With the string "tilde" as the filter, copy each matching line from the records.
--- EXERCISE MATERIALS ---
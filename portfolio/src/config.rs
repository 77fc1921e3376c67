//! SaveVault client configuration

use anyhow::{Context, Result};
use savevault_model::Bps;
use serde::{Deserialize, Serialize};
use std::path::PathBuf;

/// Plan preset used by the calculator when no snapshot is loaded
#[derive(Debug, Clone, PartialEq, Eq, Serialize, Deserialize)]
pub struct PlanPreset {
    pub name: String,
    pub duration_days: u32,
    pub apr_bps: Bps,
    pub penalty_bps: Bps,
}

#[derive(Debug, Clone, Serialize, Deserialize)]
pub struct Config {
    /// Chain the savings contracts live on
    pub chain_id: u64,

    /// Savings bank contract address
    pub savings_bank_address: String,

    /// Deposit token (6 decimals) address
    pub token_address: String,

    /// JSON snapshot of decoded contract reads
    pub snapshot_path: String,

    /// Closed-deposit bookkeeping file (tilde expanded)
    pub closed_store_path: String,

    /// Watch loop interval in seconds
    pub poll_interval_secs: u64,

    /// APR used by the calculator when no plan matches the duration
    pub default_apr_bps: Bps,

    /// Known plans, for calculator defaults
    pub plans: Vec<PlanPreset>,
}

impl Config {
    /// Load configuration from TOML file
    pub fn load() -> Result<Self> {
        let config_path = std::env::var("SAVEVAULT_CONFIG")
            .unwrap_or_else(|_| "savevault.toml".to_string());
        Self::load_from(&config_path)
    }

    pub fn load_from(config_path: &str) -> Result<Self> {
        let config_str = std::fs::read_to_string(config_path)
            .context(format!("Failed to read config file: {}", config_path))?;

        let config: Config = toml::from_str(&config_str)
            .context("Failed to parse config TOML")?;

        Ok(config)
    }

    /// Sepolia deployment with the four launch plans
    pub fn default_sepolia() -> Self {
        Self {
            chain_id: 11_155_111,
            savings_bank_address: "0xB95742736EDeE68c9cb3F9a44D3F04D96F40d7d4".to_string(),
            token_address: "0xC62464eaD63c27aE68B296522837e923f856fe05".to_string(),
            snapshot_path: "savevault-snapshot.json".to_string(),
            closed_store_path: "~/.savevault/closed-deposits.json".to_string(),
            poll_interval_secs: 15,
            default_apr_bps: 600, // 6%
            plans: vec![
                preset("7-Day Express", 7, 500, 200),
                preset("30-Day Standard", 30, 800, 300),
                preset("90-Day Growth", 90, 1200, 500),
                preset("180-Day Premium", 180, 1500, 800),
            ],
        }
    }

    /// Write default config to file
    pub fn write_default(path: &str) -> Result<()> {
        let config = Self::default_sepolia();
        let toml_str = toml::to_string_pretty(&config)
            .context("Failed to serialize config")?;

        std::fs::write(path, toml_str)
            .context(format!("Failed to write config to {}", path))?;

        log::info!("Created default config at {}", path);
        Ok(())
    }

    pub fn closed_store_path(&self) -> PathBuf {
        PathBuf::from(shellexpand::tilde(&self.closed_store_path).as_ref())
    }

    pub fn snapshot_path(&self) -> PathBuf {
        PathBuf::from(shellexpand::tilde(&self.snapshot_path).as_ref())
    }

    /// Preset whose duration matches `days` exactly
    pub fn preset_for_days(&self, days: u32) -> Option<&PlanPreset> {
        self.plans.iter().find(|p| p.duration_days == days)
    }
}

fn preset(name: &str, duration_days: u32, apr_bps: Bps, penalty_bps: Bps) -> PlanPreset {
    PlanPreset {
        name: name.to_string(),
        duration_days,
        apr_bps,
        penalty_bps,
    }
}

#[cfg(test)]
mod tests {
    use super::*;

    #[test]
    fn test_default_config_creation() {
        let config = Config::default_sepolia();
        assert_eq!(config.chain_id, 11_155_111);
        assert_eq!(config.default_apr_bps, 600);
        assert_eq!(config.plans.len(), 4);
    }

    #[test]
    fn test_preset_lookup() {
        let config = Config::default_sepolia();
        assert_eq!(config.preset_for_days(90).map(|p| p.apr_bps), Some(1200));
        assert!(config.preset_for_days(365).is_none());
    }

    #[test]
    fn test_write_and_reload() {
        let dir = tempfile::tempdir().unwrap();
        let path = dir.path().join("savevault.toml");
        let path = path.to_str().unwrap();

        Config::write_default(path).unwrap();
        let loaded = Config::load_from(path).unwrap();
        assert_eq!(loaded.plans, Config::default_sepolia().plans);
        assert_eq!(loaded.poll_interval_secs, 15);
    }

    #[test]
    fn test_store_path_keeps_file_name() {
        let config = Config::default_sepolia();
        let path = config.closed_store_path();
        assert_eq!(path.file_name().unwrap(), "closed-deposits.json");
    }
}
//! Simple-interest, penalty and maturity math
//!
//! Mirrors the settlement arithmetic of the savings bank contract: annual
//! simple interest prorated per second over a fixed 365-day year, all values
//! floor-truncated. Intermediate products never overflow for any u128
//! principal whose result is representable.

use crate::math::*;
use crate::state::*;

/// interest = floor(principal * apr_bps * term_days * 86400 / (31536000 * 10000))
pub fn interest_accrued(principal: Amount, apr_bps: Bps, term_days: u32) -> Amount {
    if term_days == 0 || apr_bps == 0 {
        return 0;
    }
    // apr_bps * term seconds < 2^81
    let rate_seconds = (apr_bps as u128) * (term_days as u128) * (SECONDS_PER_DAY as u128);
    mul_div_floor(principal, rate_seconds, SECONDS_PER_YEAR * BPS_DENOMINATOR)
}

/// penalty = floor(principal * penalty_bps / 10000)
///
/// Out-of-range `penalty_bps` is computed as given; the plan owns that range.
pub fn penalty_amount(principal: Amount, penalty_bps: Bps) -> Amount {
    mul_div_floor(principal, penalty_bps as u128, BPS_DENOMINATOR)
}

/// Principal plus interest paid out at maturity
pub fn maturity_amount(principal: Amount, apr_bps: Bps, term_days: u32) -> Amount {
    add_u128(principal, interest_accrued(principal, apr_bps, term_days))
}

/// Principal minus the early-withdrawal penalty, never below 0
pub fn early_withdrawal_payout(principal: Amount, penalty_bps: Bps) -> Amount {
    sub_u128(principal, penalty_amount(principal, penalty_bps))
}

/// Whole days between start and maturity (0 if maturity <= start)
pub fn term_days_between(start_time: Timestamp, maturity_time: Timestamp) -> u32 {
    let days = span_u128(start_time, maturity_time) / SECONDS_PER_DAY as u128;
    u32::try_from(days).unwrap_or(u32::MAX)
}

/// Projected interest earned so far, for display only
///
/// Linear share of the full-term interest by elapsed seconds. Equals the
/// full-term interest once `now >= maturity_time` and 0 while
/// `now <= start_time` or when the term is degenerate.
pub fn accrued_interest_estimate(
    principal: Amount,
    apr_bps: Bps,
    start_time: Timestamp,
    maturity_time: Timestamp,
    now: Timestamp,
) -> Amount {
    let duration = span_u128(start_time, maturity_time);
    if duration == 0 {
        return 0;
    }
    let total = interest_accrued(
        principal,
        apr_bps,
        term_days_between(start_time, maturity_time),
    );
    let elapsed = span_u128(start_time, now).min(duration);
    mul_div_floor(total, elapsed, duration)
}

/// Elapsed share of the term as an integer percent in [0, 100]
pub fn progress_fraction(start_time: Timestamp, maturity_time: Timestamp, now: Timestamp) -> u8 {
    let duration = span_u128(start_time, maturity_time);
    if duration == 0 {
        return 0;
    }
    let elapsed = span_u128(start_time, now).min(duration);
    // elapsed <= duration keeps this within 0..=100
    mul_div_floor(elapsed, 100, duration) as u8
}

/// Average interest per day of term, floored; 0 for a zero-day term
pub fn daily_interest(interest: Amount, term_days: u32) -> Amount {
    if term_days == 0 {
        return 0;
    }
    interest / term_days as u128
}

/// Interest as a share of principal in basis points, floored
pub fn return_bps(interest: Amount, principal: Amount) -> u128 {
    mul_div_floor(interest, BPS_DENOMINATOR, principal)
}

#[cfg(test)]
mod tests {
    use super::*;

    const UNIT: Amount = AMOUNT_SCALE;

    #[test]
    fn test_interest_90_days_at_12_percent() {
        // 10,000 tokens, 12% APR, 90 days
        let interest = interest_accrued(10_000 * UNIT, 1200, 90);
        // floor(10^10 * 1200 * 7_776_000 / 315_360_000_000)
        assert_eq!(interest, 295_890_410);
    }

    #[test]
    fn test_interest_full_year() {
        // Exactly one 365-day year pays the APR on the nose
        assert_eq!(interest_accrued(1_000 * UNIT, 500, 365), 50 * UNIT);
    }

    #[test]
    fn test_interest_zero_term_and_rate() {
        assert_eq!(interest_accrued(1_000 * UNIT, 1200, 0), 0);
        assert_eq!(interest_accrued(1_000 * UNIT, 0, 90), 0);
        assert_eq!(interest_accrued(0, 1200, 90), 0);
    }

    #[test]
    fn test_interest_truncates() {
        // 1 unit at 1% for 1 day is far below one scaled unit
        assert_eq!(interest_accrued(1, 100, 1), 0);
    }

    #[test]
    fn test_interest_large_principal_no_overflow() {
        let principal: Amount = 1_000_000_000_000_000; // 1e15 scaled units
        let interest = interest_accrued(principal, 10_000, 36_500);
        // 100% APR for 100 years
        assert_eq!(interest, principal * 100);
    }

    #[test]
    fn test_penalty_and_payout() {
        assert_eq!(penalty_amount(UNIT, 500), 50_000);
        assert_eq!(early_withdrawal_payout(UNIT, 500), 950_000);
    }

    #[test]
    fn test_payout_clamps_misconfigured_penalty() {
        // 120% penalty on 100 tokens
        assert_eq!(penalty_amount(100 * UNIT, 12_000), 120 * UNIT);
        assert_eq!(early_withdrawal_payout(100 * UNIT, 12_000), 0);
    }

    #[test]
    fn test_maturity_amount() {
        let principal = 10_000 * UNIT;
        assert_eq!(
            maturity_amount(principal, 1200, 90),
            principal + interest_accrued(principal, 1200, 90)
        );
    }

    #[test]
    fn test_term_days_between() {
        assert_eq!(term_days_between(0, 90 * SECONDS_PER_DAY), 90);
        assert_eq!(term_days_between(0, 90 * SECONDS_PER_DAY - 1), 89);
        assert_eq!(term_days_between(1000, 1000), 0);
        assert_eq!(term_days_between(2000, 1000), 0);
    }

    #[test]
    fn test_progress_midpoint() {
        assert_eq!(progress_fraction(1000, 2000, 1500), 50);
    }

    #[test]
    fn test_progress_bounds() {
        assert_eq!(progress_fraction(1000, 2000, 0), 0);
        assert_eq!(progress_fraction(1000, 2000, 1000), 0);
        assert_eq!(progress_fraction(1000, 2000, 2000), 100);
        assert_eq!(progress_fraction(1000, 2000, 9_999_999), 100);
        assert_eq!(progress_fraction(1000, 2000, 1999), 99);
    }

    #[test]
    fn test_degenerate_term() {
        for now in [0, 999, 1000, 1001, i64::MAX] {
            assert_eq!(progress_fraction(1000, 1000, now), 0);
            assert_eq!(accrued_interest_estimate(UNIT, 1200, 1000, 1000, now), 0);
            assert_eq!(progress_fraction(2000, 1000, now), 0);
            assert_eq!(accrued_interest_estimate(UNIT, 1200, 2000, 1000, now), 0);
        }
    }

    #[test]
    fn test_accrued_estimate_boundaries() {
        let start = 1_700_000_000;
        let maturity = start + 90 * SECONDS_PER_DAY;
        let principal = 10_000 * UNIT;
        let total = interest_accrued(principal, 1200, 90);

        assert_eq!(accrued_interest_estimate(principal, 1200, start, maturity, start - 1), 0);
        assert_eq!(accrued_interest_estimate(principal, 1200, start, maturity, start), 0);
        assert_eq!(accrued_interest_estimate(principal, 1200, start, maturity, maturity), total);
        assert_eq!(
            accrued_interest_estimate(principal, 1200, start, maturity, maturity + 1_000),
            total
        );

        let half = accrued_interest_estimate(principal, 1200, start, maturity, start + 45 * SECONDS_PER_DAY);
        assert_eq!(half, total / 2);
    }

    #[test]
    fn test_daily_interest_and_return() {
        let interest = interest_accrued(10_000 * UNIT, 1200, 90);
        assert_eq!(daily_interest(interest, 90), 3_287_671);
        assert_eq!(daily_interest(interest, 0), 0);
        // 2.9589% of principal
        assert_eq!(return_bps(interest, 10_000 * UNIT), 295);
        assert_eq!(return_bps(interest, 0), 0);
    }

    #[test]
    fn test_extreme_timestamps() {
        assert_eq!(progress_fraction(i64::MIN, i64::MAX, 0), 50);
        assert_eq!(
            accrued_interest_estimate(UNIT, 1200, i64::MIN, i64::MAX, i64::MAX),
            interest_accrued(UNIT, 1200, u32::MAX)
        );
    }
}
---
OUTPUT OF THE EXERCISE —
    /// Closed-deposit bookkeeping file (tilde expanded)
        PathBuf::from(shellexpand::tilde(&self.closed_store_path).as_ref())
        PathBuf::from(shellexpand::tilde(&self.snapshot_path).as_ref())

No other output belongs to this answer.